- Problem to work on: When the word "Upstream" shows up in a line of the records below, copy that line.

- Extracted entries:

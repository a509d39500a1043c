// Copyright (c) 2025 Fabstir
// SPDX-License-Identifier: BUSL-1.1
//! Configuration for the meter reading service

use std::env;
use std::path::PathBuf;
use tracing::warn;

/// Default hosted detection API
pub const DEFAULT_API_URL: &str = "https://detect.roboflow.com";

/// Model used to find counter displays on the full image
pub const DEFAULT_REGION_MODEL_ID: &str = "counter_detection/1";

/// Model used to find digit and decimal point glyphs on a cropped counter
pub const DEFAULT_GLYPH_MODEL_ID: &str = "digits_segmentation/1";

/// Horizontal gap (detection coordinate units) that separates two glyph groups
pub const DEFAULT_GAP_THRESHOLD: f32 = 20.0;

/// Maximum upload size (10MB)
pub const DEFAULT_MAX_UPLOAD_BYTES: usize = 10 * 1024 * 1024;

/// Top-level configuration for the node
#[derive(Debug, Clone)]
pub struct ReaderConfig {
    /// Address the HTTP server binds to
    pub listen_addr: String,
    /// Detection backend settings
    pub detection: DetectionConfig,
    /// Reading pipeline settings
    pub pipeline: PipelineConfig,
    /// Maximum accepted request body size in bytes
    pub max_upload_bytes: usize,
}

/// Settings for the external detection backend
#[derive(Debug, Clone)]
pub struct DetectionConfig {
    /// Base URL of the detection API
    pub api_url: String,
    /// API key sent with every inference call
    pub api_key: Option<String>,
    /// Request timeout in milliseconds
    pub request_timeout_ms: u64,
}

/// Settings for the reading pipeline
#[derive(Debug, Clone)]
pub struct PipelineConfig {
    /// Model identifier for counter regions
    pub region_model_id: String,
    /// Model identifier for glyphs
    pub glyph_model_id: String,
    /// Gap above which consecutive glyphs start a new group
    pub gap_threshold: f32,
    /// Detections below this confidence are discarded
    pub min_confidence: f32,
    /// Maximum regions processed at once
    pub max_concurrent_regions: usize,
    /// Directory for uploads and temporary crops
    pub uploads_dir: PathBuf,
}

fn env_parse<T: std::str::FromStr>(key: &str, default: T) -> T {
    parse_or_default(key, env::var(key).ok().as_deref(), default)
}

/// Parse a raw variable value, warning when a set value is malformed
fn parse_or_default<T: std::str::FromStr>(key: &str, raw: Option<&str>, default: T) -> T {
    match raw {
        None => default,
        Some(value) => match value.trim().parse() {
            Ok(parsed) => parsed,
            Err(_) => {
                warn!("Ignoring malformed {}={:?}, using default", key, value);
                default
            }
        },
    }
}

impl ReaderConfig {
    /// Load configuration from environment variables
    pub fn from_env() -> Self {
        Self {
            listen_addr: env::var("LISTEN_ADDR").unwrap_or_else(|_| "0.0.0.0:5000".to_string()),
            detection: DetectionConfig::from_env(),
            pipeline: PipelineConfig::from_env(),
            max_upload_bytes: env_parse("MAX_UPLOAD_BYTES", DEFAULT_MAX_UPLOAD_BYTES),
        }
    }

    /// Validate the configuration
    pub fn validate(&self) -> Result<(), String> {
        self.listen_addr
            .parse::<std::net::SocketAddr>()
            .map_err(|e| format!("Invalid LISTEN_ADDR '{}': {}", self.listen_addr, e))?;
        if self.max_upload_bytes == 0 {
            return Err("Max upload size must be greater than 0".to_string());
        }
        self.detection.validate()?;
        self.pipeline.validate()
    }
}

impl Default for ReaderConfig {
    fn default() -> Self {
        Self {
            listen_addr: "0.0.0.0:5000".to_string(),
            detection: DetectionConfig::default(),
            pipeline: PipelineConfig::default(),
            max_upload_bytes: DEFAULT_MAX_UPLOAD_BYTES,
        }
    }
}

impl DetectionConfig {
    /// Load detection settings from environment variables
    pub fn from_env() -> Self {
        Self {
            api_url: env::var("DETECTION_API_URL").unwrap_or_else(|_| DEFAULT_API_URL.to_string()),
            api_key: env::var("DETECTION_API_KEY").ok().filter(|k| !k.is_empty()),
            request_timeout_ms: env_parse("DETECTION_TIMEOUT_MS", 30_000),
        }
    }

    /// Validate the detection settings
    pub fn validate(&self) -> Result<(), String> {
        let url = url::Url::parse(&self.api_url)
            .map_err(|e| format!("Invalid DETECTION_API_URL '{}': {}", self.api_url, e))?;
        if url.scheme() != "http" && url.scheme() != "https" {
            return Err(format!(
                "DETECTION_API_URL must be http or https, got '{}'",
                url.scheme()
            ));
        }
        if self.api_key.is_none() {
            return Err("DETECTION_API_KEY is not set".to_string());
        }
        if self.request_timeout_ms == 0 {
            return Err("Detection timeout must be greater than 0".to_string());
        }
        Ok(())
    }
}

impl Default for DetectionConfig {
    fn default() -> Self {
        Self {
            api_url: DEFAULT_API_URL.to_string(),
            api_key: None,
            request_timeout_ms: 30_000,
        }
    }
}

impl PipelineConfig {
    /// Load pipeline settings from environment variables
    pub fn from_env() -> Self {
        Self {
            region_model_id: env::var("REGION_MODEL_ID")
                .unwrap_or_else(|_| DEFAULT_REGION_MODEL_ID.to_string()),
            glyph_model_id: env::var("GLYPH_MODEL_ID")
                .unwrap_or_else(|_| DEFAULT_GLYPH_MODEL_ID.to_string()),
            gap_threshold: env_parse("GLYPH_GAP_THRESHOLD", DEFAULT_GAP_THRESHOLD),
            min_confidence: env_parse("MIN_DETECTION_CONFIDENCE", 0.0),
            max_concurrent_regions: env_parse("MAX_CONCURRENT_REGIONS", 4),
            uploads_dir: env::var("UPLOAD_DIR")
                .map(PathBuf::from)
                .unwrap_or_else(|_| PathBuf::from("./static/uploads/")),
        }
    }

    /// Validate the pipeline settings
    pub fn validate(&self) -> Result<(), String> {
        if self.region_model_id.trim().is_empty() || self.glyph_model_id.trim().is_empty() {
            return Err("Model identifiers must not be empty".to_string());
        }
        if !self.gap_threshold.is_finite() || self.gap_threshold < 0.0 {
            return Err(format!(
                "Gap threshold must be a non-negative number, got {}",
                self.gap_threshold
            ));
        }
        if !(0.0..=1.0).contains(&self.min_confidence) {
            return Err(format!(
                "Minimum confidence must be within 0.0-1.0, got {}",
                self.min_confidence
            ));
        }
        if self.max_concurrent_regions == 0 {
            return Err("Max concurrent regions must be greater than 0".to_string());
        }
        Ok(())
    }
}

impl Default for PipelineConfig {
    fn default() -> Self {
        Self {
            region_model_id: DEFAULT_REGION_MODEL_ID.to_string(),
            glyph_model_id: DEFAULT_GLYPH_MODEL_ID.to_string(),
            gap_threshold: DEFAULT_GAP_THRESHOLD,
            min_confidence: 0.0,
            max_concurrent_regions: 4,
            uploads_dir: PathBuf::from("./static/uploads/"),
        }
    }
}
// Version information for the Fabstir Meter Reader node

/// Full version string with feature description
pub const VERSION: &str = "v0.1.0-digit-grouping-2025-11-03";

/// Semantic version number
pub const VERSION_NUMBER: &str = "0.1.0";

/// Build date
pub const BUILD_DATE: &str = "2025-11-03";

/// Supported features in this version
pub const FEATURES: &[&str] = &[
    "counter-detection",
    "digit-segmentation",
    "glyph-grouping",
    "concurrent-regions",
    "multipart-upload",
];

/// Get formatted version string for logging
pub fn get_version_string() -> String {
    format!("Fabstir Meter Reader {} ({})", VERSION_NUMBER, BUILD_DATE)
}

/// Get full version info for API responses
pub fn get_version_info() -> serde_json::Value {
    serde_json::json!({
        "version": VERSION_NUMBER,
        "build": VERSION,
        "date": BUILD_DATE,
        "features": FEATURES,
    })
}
---
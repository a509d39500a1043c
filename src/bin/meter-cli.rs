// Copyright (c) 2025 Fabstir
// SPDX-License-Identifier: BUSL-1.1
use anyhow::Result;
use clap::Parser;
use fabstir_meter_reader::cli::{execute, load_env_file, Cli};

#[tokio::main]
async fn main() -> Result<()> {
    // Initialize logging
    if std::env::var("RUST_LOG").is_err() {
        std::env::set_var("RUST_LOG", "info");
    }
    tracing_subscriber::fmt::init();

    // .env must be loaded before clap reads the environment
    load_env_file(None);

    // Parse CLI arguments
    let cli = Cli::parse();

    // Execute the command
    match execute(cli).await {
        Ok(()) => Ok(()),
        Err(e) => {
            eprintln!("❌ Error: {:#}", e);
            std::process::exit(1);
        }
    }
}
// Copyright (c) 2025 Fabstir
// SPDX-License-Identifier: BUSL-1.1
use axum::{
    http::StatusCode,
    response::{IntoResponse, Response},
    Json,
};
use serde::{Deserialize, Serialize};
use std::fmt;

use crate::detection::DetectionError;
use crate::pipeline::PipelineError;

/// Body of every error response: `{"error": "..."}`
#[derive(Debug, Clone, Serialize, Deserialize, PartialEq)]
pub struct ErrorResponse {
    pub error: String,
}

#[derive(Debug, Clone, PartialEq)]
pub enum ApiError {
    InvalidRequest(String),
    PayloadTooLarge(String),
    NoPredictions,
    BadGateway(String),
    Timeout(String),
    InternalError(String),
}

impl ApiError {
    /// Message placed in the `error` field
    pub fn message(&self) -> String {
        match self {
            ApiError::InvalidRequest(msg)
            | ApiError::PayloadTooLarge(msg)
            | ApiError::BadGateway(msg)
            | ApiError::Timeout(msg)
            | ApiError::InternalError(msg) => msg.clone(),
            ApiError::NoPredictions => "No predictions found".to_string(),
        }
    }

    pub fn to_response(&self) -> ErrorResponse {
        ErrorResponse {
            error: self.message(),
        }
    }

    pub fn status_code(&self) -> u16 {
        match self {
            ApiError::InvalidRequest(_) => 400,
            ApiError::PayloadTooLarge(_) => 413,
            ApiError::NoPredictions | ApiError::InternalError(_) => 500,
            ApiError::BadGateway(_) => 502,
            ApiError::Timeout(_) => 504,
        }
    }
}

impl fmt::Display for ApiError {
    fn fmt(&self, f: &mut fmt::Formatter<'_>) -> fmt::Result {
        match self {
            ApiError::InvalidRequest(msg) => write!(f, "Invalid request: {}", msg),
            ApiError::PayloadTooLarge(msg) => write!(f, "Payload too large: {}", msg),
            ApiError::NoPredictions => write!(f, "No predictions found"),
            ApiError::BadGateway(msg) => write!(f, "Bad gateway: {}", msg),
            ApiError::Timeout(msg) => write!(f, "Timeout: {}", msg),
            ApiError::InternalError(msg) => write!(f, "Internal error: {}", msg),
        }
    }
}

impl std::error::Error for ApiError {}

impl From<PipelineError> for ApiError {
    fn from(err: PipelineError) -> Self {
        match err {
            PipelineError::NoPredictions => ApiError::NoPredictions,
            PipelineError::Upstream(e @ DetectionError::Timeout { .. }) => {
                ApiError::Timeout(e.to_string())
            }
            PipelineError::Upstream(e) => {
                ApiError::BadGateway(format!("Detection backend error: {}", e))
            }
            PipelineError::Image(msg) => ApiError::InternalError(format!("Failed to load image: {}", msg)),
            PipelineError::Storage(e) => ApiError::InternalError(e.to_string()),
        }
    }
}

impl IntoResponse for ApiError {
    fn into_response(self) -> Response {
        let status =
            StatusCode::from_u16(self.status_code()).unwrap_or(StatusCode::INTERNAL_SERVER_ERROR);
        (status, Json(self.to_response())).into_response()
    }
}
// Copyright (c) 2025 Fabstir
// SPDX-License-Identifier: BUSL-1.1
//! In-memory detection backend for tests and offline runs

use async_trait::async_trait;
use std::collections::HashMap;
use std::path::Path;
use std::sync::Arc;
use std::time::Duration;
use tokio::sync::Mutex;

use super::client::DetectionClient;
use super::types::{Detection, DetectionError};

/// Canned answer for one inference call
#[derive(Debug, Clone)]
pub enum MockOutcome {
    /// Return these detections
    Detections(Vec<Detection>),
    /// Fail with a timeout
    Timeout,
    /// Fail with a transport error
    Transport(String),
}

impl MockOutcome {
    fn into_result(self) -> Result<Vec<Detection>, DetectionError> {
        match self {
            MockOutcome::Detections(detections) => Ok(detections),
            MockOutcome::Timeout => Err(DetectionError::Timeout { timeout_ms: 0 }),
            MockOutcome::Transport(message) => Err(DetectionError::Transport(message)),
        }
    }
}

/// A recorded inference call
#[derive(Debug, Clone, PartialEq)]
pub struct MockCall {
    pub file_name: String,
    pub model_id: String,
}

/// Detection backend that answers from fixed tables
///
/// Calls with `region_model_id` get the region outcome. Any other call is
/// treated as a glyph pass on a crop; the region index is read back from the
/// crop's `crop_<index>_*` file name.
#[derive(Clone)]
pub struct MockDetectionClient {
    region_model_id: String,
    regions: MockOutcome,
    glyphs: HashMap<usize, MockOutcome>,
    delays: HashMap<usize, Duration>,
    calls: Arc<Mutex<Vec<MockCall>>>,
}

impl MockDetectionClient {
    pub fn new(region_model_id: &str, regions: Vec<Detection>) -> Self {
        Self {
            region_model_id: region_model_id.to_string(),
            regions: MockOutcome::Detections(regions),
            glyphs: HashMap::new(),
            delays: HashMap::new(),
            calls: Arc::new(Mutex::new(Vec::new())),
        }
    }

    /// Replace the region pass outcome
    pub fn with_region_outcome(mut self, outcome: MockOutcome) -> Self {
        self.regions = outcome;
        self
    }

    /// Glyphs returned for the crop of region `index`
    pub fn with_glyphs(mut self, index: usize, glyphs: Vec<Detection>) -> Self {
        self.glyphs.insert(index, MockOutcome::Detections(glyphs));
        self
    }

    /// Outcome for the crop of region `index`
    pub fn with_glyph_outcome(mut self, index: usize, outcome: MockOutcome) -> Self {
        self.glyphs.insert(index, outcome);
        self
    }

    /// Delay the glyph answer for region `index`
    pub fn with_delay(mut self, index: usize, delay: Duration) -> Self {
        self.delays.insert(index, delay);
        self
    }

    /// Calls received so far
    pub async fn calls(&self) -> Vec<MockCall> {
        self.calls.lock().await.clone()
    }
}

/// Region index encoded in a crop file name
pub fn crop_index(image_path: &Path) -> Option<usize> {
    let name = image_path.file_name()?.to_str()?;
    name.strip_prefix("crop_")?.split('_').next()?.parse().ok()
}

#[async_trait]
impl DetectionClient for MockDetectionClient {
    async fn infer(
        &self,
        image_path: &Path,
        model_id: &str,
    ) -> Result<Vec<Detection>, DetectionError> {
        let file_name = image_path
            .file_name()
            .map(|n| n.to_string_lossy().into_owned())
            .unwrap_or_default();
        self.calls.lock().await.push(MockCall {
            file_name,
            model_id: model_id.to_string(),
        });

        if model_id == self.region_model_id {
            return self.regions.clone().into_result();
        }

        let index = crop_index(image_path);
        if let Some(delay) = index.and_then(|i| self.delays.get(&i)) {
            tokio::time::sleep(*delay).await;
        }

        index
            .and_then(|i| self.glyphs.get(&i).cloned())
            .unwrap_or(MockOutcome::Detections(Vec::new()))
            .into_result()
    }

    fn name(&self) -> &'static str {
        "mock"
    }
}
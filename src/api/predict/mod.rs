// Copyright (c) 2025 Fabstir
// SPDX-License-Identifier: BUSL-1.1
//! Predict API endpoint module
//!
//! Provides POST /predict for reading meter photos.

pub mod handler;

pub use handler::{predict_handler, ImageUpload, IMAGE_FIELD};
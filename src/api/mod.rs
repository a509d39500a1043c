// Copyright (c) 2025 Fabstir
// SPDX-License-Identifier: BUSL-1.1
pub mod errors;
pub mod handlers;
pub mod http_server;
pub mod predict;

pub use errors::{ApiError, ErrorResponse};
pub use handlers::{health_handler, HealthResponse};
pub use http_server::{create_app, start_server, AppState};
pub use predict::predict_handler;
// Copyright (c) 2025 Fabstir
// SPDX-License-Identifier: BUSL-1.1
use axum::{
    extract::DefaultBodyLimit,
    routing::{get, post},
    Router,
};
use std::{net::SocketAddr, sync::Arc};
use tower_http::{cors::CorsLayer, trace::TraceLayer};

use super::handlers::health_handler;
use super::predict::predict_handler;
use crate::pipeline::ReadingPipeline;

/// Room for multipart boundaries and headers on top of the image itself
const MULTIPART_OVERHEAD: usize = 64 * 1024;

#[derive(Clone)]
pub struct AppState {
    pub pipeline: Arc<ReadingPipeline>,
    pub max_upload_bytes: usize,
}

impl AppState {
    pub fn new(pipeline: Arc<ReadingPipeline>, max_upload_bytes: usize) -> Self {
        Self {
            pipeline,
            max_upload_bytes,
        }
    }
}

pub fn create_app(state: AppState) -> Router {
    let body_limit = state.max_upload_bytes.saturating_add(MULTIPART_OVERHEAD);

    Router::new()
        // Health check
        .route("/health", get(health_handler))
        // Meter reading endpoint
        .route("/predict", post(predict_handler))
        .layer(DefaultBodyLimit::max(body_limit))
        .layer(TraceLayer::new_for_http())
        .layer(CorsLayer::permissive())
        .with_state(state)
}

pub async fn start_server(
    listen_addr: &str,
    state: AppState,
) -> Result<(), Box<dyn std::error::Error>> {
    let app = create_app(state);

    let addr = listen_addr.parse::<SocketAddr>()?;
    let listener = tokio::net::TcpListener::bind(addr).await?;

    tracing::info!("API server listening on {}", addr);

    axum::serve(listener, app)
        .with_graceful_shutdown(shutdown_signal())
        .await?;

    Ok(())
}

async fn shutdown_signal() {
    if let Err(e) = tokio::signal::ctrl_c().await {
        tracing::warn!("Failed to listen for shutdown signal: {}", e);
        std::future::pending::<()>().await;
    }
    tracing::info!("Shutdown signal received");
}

- Exercise answer:
            PipelineError::Upstream(e @ DetectionError::Timeout { .. }) => {
            PipelineError::Upstream(e) => {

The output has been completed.